Role-playing game supplement

Cover art by Jeff Easley, 1983

Star Frontiers Referee's Screen and Mini-Module is a supplement published by TSR in 1983 for the science fiction role-playing game Star Frontiers.

==Contents==
Star Frontiers Referee's Screen and Mini-Module provides a three-panel gamemaster's screen. On one side are tables and charts used by the gamemaster, and on the other side are the cover art and tables used by the players. Packaged inside the gamemaster's screen is an eight-page booklet titled "Assault of Starship Omicron" that includes two short adventures: "Sathar Attack Scenario" and "Rogue Robots Scenario".
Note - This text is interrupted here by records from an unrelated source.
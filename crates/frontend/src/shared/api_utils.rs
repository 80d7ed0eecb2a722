//! API utilities for frontend-backend communication
//!
//! Every call to the remote REST API goes through [`get_json`], [`send_json`]
//! or [`send_no_content`]. They resolve the URL against the configured base,
//! log the request, abort it after the configured timeout and turn non-success
//! responses into [`ApiError`] after logging them.

use contracts::shared::api_error::ApiError;
use contracts::shared::config::{join_endpoint, ClientConfig, Features};
use gloo_net::http::{Request, RequestBuilder, Response};
use gloo_timers::callback::Timeout;
use once_cell::sync::OnceCell;
use serde::de::DeserializeOwned;
use serde::Serialize;
use std::cell::Cell;
use std::fmt;
use std::rc::Rc;

use crate::system::auth::storage;

static CONFIG: OnceCell<ClientConfig> = OnceCell::new();

/// Install the configuration loaded at startup. Later calls are ignored.
pub fn init(config: ClientConfig) {
    if CONFIG.set(config).is_err() {
        log::warn!("API configuration already initialised");
    }
}

/// Minimal config used when the embedded profile cannot be parsed
pub fn fallback_config() -> ClientConfig {
    ClientConfig {
        api_url: "http://localhost:8080/api".to_string(),
        api_timeout_ms: 30_000,
        log_level: "info".to_string(),
        features: Default::default(),
    }
}

/// Console line for a startup that had to use [`fallback_config`]
pub fn fallback_notice(error: &dyn fmt::Display) -> String {
    format!(
        "Embedded config unreadable ({error}), using built-in defaults with API at {}",
        fallback_config().api_url
    )
}

/// Active client configuration
pub fn config() -> &'static ClientConfig {
    CONFIG.get_or_init(fallback_config)
}

/// Feature switches from the configuration context provided by the app root
pub fn use_features() -> Features {
    leptos::prelude::use_context::<ClientConfig>()
        .map(|c| c.features)
        .unwrap_or(config().features)
}

/// Get the base URL for API requests
///
/// A configured path such as "/api" is resolved against the current page
/// origin, so the bundle can be served behind the same host as the API.
///
/// # Example
/// ```rust,ignore
/// let url = format!("{}/products/{}", api_base(), id);
/// ```
pub fn api_base() -> String {
    let base = config().api_url.trim_end_matches('/').to_string();
    if !base.starts_with('/') {
        return base;
    }
    let origin = web_sys::window()
        .and_then(|w| w.location().origin().ok())
        .unwrap_or_default();
    format!("{}{}", origin, base)
}

/// Build a full API URL from a path
///
/// # Example
/// ```rust,ignore
/// let url = api_url("/products/123");
/// ```
pub fn api_url(path: &str) -> String {
    join_endpoint(&api_base(), path)
}

#[derive(Debug, Clone, Copy, PartialEq, Eq)]
pub enum HttpMethod {
    Get,
    Post,
    Put,
    Delete,
}

impl fmt::Display for HttpMethod {
    fn fmt(&self, f: &mut fmt::Formatter<'_>) -> fmt::Result {
        f.write_str(match self {
            HttpMethod::Get => "GET",
            HttpMethod::Post => "POST",
            HttpMethod::Put => "PUT",
            HttpMethod::Delete => "DELETE",
        })
    }
}

fn builder(method: HttpMethod, url: &str) -> RequestBuilder {
    let builder = match method {
        HttpMethod::Get => Request::get(url),
        HttpMethod::Post => Request::post(url),
        HttpMethod::Put => Request::put(url),
        HttpMethod::Delete => Request::delete(url),
    };
    let builder = builder.header("Accept", "application/json");
    match storage::get_access_token() {
        Some(token) => builder.header("Authorization", &format!("Bearer {}", token)),
        None => builder,
    }
}

/// Send `request`, aborting it through `controller` once the configured timeout elapses
async fn dispatch(
    method: HttpMethod,
    url: &str,
    request: Request,
    controller: web_sys::AbortController,
) -> Result<Response, ApiError> {
    let timeout_ms = config().api_timeout_ms;
    let timed_out = Rc::new(Cell::new(false));

    let timer = {
        let controller = controller.clone();
        let timed_out = Rc::clone(&timed_out);
        Timeout::new(timeout_ms, move || {
            timed_out.set(true);
            controller.abort();
        })
    };

    log::debug!("{} {}", method, url);
    let result = request.send().await;
    timer.cancel();

    let response = match result {
        Ok(response) => response,
        Err(_) if timed_out.get() => {
            let err = ApiError::Timeout(timeout_ms);
            log::error!("HTTP Error [408] {} {}: {}", method, url, err);
            return Err(err);
        }
        Err(e) => {
            let err = ApiError::Network(e.to_string());
            log::error!("HTTP Error [0] {} {}: {}", method, url, err);
            return Err(err);
        }
    };

    if response.ok() {
        return Ok(response);
    }

    let body = response.text().await.ok();
    let err = ApiError::from_status(response.status(), &response.status_text(), body.as_deref());
    log::error!(
        "HTTP Error [{}] {} {}: {}",
        response.status(),
        method,
        url,
        err.user_message()
    );
    Err(err)
}

async fn send_built<F>(method: HttpMethod, path: &str, finish: F) -> Result<Response, ApiError>
where
    F: FnOnce(RequestBuilder) -> Result<Request, gloo_net::Error>,
{
    let url = api_url(path);
    let controller = web_sys::AbortController::new()
        .map_err(|e| ApiError::Network(format!("AbortController unavailable: {e:?}")))?;
    let signal = controller.signal();
    let request = finish(builder(method, &url).abort_signal(Some(&signal)))
        .map_err(|e| ApiError::Decode(format!("failed to build request: {e}")))?;
    dispatch(method, &url, request, controller).await
}

/// `GET path` and decode the JSON body
pub async fn get_json<T: DeserializeOwned>(path: &str) -> Result<T, ApiError> {
    let response = send_built(HttpMethod::Get, path, |b| b.build()).await?;
    decode(response).await
}

/// `POST`/`PUT path` with a JSON body, decoding the JSON response
pub async fn send_json<B, T>(method: HttpMethod, path: &str, body: &B) -> Result<T, ApiError>
where
    B: Serialize,
    T: DeserializeOwned,
{
    let response = send_built(method, path, |b| b.json(body)).await?;
    decode(response).await
}

/// `POST`/`PUT path` with a JSON body, ignoring the response body
pub async fn send_json_no_content<B: Serialize>(
    method: HttpMethod,
    path: &str,
    body: &B,
) -> Result<(), ApiError> {
    send_built(method, path, |b| b.json(body)).await.map(|_| ())
}

/// Body-less request (typically `DELETE`), ignoring the response body
pub async fn send_no_content(method: HttpMethod, path: &str) -> Result<(), ApiError> {
    send_built(method, path, |b| b.build()).await.map(|_| ())
}

async fn decode<T: DeserializeOwned>(response: Response) -> Result<T, ApiError> {
    let url = response.url();
    response.json::<T>().await.map_err(|e| {
        log::error!("Failed to parse response from {}: {}", url, e);
        ApiError::Decode(e.to_string())
    })
}

#[cfg(test)]
mod tests {
    use super::*;

    #[test]
    fn test_fallback_notice_names_builtin_defaults() {
        let notice = fallback_notice(&"missing field `api_url`");
        assert!(notice.contains("built-in defaults"));
        assert!(notice.contains("http://localhost:8080/api"));
        assert!(!notice.contains("development"));
    }
}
In both scenarios, which can be played as separate or linked adventures, the characters are the security crew aboard the Omicron, which is being automatically navigated to a starport. In "Sathar Attack Scenario", the ship is attacked by a force of Sathar, a new alien race called the Zuraqqor, and a cybodragon. In "Rogue Robots Scenario", the Zuraqqor have infiltrated a robot onto the Omicron that has reprogrammed the ship's robots. The Zuraqqor now order the robots to take control of the ship.
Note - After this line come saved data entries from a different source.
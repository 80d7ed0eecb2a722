use serde::{Deserialize, Serialize};

use crate::domain::a002_product::Product;
use crate::domain::common::serde_ext::{null_as_empty, null_as_false};
use crate::domain::common::Resource;
use crate::shared::validation::{
    is_valid_country_code, is_valid_mobile_number, is_valid_phone_number, sanitize_input,
    ValidationErrors,
};

pub const DEFAULT_COUNTRY_CODE: &str = "+91";

// ============================================================================
// Record
// ============================================================================

/// Lead captured from the storefront contact form
#[derive(Debug, Clone, PartialEq, Eq, Serialize, Deserialize)]
#[serde(rename_all = "camelCase")]
pub struct ContactRequest {
    /// Absent until the API has persisted the request
    #[serde(default, skip_serializing_if = "Option::is_none")]
    pub id: Option<i64>,

    #[serde(default, deserialize_with = "null_as_empty")]
    pub country_code: String,

    #[serde(default, deserialize_with = "null_as_empty")]
    pub mobile_number: String,

    #[serde(default)]
    pub product_id: Option<i64>,

    /// Denormalized product title
    #[serde(default)]
    pub product: Option<String>,

    #[serde(default, alias = "isComplete", deserialize_with = "null_as_false")]
    pub complete: bool,

    #[serde(default, skip_serializing_if = "Option::is_none")]
    pub created_at: Option<String>,
}

impl ContactRequest {
    /// Copy with the triage flag set, used as the `PUT /contact/{id}` body
    pub fn with_complete(&self, complete: bool) -> Self {
        Self {
            complete,
            ..self.clone()
        }
    }

    /// "+91 9876543210"
    pub fn full_number(&self) -> String {
        match (self.country_code.trim(), self.mobile_number.trim()) {
            ("", number) => number.to_string(),
            (code, number) => format!("{code} {number}"),
        }
    }
}

impl Resource for ContactRequest {
    type Id = i64;

    fn id(&self) -> Option<i64> {
        self.id
    }

    fn display_name(&self) -> String {
        self.full_number()
    }

    fn resource_index() -> &'static str {
        "a003"
    }

    fn collection_path() -> &'static str {
        "/contact"
    }

    fn element_name() -> &'static str {
        "Contact request"
    }

    fn list_name() -> &'static str {
        "Contact requests"
    }
}

// ============================================================================
// Forms / DTOs
// ============================================================================

/// Storefront contact form, `POST /contact` body
#[derive(Debug, Clone, PartialEq, Eq, Serialize, Deserialize)]
#[serde(rename_all = "camelCase")]
pub struct ContactRequestDto {
    pub country_code: String,
    pub mobile_number: String,
    pub product_id: Option<i64>,
    #[serde(skip_serializing_if = "Option::is_none")]
    pub product: Option<String>,
}

impl Default for ContactRequestDto {
    fn default() -> Self {
        Self {
            country_code: DEFAULT_COUNTRY_CODE.to_string(),
            mobile_number: String::new(),
            product_id: None,
            product: None,
        }
    }
}

impl ContactRequestDto {
    /// Empty form linked to the product the visitor asked about
    pub fn for_product(product: Option<&Product>) -> Self {
        Self {
            product_id: product.map(|p| p.id),
            product: product.map(|p| p.title.clone()),
            ..Self::default()
        }
    }

    /// Trim inputs and strip separators a visitor may type into the number
    pub fn normalized(&self) -> Self {
        Self {
            country_code: sanitize_input(&self.country_code, 4),
            mobile_number: self
                .mobile_number
                .chars()
                .filter(|c| !c.is_whitespace() && *c != '-')
                .collect(),
            product_id: self.product_id,
            product: self.product.clone(),
        }
    }

    pub fn validate(&self) -> Result<(), ValidationErrors> {
        let mut errors = ValidationErrors::new();

        if self.country_code.trim().is_empty() {
            errors.add("countryCode", "Country code is required");
        } else if !is_valid_country_code(self.country_code.trim()) {
            errors.add("countryCode", "Invalid country code");
        }

        let mobile = self.mobile_number.trim();
        if mobile.is_empty() {
            errors.add("mobileNumber", "Mobile number is required");
        } else if !is_valid_phone_number(mobile) {
            errors.add("mobileNumber", "Invalid phone number format");
        } else if !is_valid_mobile_number(mobile) {
            errors.add("mobileNumber", "Mobile number must be exactly 10 digits");
        }

        errors.into_result()
    }
}

#[cfg(test)]
mod tests {
    use super::*;

    #[test]
    fn test_decode_persisted_request() {
        let json = r#"{
            "id": 12,
            "countryCode": "+91",
            "mobileNumber": "9876543210",
            "productId": 3,
            "complete": false,
            "createdAt": "2024-03-15T14:02:26"
        }"#;
        let request: ContactRequest = serde_json::from_str(json).unwrap();
        assert_eq!(request.id, Some(12));
        assert_eq!(request.product, None);
        assert_eq!(request.full_number(), "+91 9876543210");
        assert!(request.with_complete(true).complete);
    }

    #[test]
    fn test_decode_null_flags() {
        let json = r#"{"countryCode": null, "mobileNumber": "555", "isComplete": null}"#;
        let request: ContactRequest = serde_json::from_str(json).unwrap();
        assert_eq!(request.id, None);
        assert!(!request.complete);
        assert_eq!(request.full_number(), "555");
    }

    #[test]
    fn test_default_country_code() {
        let dto = ContactRequestDto::for_product(None);
        assert_eq!(dto.country_code, "+91");
        assert_eq!(dto.product_id, None);
    }

    #[test]
    fn test_validate_mobile_number() {
        let mut dto = ContactRequestDto {
            mobile_number: "98765 43210".into(),
            ..Default::default()
        };
        assert!(dto.normalized().validate().is_ok());

        dto.mobile_number = "12345".into();
        let errors = dto.validate().unwrap_err();
        assert_eq!(
            errors.for_field("mobileNumber"),
            Some("Invalid phone number format")
        );

        dto.mobile_number = "123456789".into();
        let errors = dto.validate().unwrap_err();
        assert_eq!(
            errors.for_field("mobileNumber"),
            Some("Mobile number must be exactly 10 digits")
        );
    }

    #[test]
    fn test_create_body_shape() {
        let dto = ContactRequestDto {
            mobile_number: "9876543210".into(),
            product_id: Some(4),
            ..Default::default()
        };
        let json = serde_json::to_value(&dto).unwrap();
        assert_eq!(json["countryCode"], "+91");
        assert_eq!(json["productId"], 4);
        assert!(json.get("product").is_none());
    }
}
Eight pre-generated characters are provided for the players.

==Publication history==
TSR published the science fiction role-playing game Star Frontiers in 1982. Star Frontiers Referee's Screen and Mini-Module was released the following year. The included adventures were written by Mark Acres with Tom Moldvay. The cover art was by Jeff Easley.

==Reception==
Jim Bambra reviewed Star Frontiers Referee's Screen and Mini-Module for Imagine magazine, and stated that "Now you can relax, confident that your 'secret' maps are safely hidden from prying eyes. If you take your refereeing seriously you cannot afford to be without it."